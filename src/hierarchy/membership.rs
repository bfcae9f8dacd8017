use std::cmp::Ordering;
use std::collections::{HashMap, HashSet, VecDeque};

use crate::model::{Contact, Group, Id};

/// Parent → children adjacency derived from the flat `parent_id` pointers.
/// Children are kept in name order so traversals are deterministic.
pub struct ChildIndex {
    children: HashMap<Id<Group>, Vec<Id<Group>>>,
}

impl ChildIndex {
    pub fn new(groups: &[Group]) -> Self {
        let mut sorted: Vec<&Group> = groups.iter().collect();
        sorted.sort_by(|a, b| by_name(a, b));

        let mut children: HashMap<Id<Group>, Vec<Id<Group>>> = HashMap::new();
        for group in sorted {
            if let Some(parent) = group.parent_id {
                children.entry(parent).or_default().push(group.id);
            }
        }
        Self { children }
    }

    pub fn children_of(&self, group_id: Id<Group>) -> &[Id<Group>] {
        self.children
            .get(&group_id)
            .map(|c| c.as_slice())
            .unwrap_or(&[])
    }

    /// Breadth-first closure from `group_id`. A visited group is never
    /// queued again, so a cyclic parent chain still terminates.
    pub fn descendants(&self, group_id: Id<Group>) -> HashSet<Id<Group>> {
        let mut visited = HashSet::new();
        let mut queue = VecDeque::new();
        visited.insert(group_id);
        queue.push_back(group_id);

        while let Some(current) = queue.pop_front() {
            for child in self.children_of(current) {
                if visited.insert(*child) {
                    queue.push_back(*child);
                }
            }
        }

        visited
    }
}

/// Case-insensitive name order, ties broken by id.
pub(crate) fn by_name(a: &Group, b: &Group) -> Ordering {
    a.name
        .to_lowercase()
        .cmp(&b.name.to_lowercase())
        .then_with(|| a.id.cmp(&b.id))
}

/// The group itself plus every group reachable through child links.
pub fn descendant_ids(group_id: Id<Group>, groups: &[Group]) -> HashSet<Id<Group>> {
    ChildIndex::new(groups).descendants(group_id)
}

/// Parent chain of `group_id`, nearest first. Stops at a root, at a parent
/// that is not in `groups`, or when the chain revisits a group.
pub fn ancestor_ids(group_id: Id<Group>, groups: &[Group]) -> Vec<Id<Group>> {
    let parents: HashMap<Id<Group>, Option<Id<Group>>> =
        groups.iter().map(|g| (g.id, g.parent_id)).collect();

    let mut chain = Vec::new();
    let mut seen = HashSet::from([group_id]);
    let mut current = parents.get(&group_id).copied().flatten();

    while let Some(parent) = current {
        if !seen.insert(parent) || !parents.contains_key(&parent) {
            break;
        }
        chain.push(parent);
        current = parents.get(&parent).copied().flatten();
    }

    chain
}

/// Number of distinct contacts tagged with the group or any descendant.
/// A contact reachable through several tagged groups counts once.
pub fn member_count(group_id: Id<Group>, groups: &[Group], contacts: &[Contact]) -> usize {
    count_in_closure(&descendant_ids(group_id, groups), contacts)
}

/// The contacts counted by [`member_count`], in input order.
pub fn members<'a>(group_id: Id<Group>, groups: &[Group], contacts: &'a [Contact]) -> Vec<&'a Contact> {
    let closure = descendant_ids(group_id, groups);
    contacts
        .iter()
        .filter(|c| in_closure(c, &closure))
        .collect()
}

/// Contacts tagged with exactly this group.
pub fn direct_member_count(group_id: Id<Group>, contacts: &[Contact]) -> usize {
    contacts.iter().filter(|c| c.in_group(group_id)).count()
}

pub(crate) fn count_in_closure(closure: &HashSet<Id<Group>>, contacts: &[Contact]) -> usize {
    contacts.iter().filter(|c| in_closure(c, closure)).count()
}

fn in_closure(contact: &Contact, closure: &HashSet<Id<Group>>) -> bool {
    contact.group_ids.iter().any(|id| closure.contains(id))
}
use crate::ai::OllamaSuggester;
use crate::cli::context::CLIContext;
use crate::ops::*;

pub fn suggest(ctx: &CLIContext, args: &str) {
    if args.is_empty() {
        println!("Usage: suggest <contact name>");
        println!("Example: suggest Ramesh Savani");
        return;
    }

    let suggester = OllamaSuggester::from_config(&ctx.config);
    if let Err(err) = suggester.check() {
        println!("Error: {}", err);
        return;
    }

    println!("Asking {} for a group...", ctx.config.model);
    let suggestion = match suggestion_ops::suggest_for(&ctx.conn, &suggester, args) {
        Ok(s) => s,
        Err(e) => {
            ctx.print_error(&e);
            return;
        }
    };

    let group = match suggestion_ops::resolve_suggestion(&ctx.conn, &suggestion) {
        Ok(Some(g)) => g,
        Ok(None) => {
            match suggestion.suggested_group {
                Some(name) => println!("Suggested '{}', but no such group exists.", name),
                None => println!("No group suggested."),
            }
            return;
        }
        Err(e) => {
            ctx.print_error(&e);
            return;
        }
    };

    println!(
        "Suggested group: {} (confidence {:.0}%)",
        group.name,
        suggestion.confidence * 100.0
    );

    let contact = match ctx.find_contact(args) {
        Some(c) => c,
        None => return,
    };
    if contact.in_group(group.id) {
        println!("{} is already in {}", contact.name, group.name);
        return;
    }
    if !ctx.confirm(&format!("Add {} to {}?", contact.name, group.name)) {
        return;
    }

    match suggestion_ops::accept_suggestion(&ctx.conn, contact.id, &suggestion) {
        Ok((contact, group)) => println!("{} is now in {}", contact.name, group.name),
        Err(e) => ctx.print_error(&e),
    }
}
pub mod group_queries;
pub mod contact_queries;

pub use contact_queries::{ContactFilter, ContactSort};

Required action: Quote the records above from their first line through the line containing "if let Some(parent)", both ends included.

The answer:
filename src/hierarchy/membership.rs
repository bfcae9f8dacd8017
use std::cmp::Ordering;
use std::collections::{HashMap, HashSet, VecDeque};

use crate::model::{Contact, Group, Id};

/// Parent → children adjacency derived from the flat `parent_id` pointers.
/// Children are kept in name order so traversals are deterministic.
pub struct ChildIndex {
    children: HashMap<Id<Group>, Vec<Id<Group>>>,
}

impl ChildIndex {
    pub fn new(groups: &[Group]) -> Self {
        let mut sorted: Vec<&Group> = groups.iter().collect();
        sorted.sort_by(|a, b| by_name(a, b));

        let mut children: HashMap<Id<Group>, Vec<Id<Group>>> = HashMap::new();
        for group in sorted {
            if let Some(parent) = group.parent_id {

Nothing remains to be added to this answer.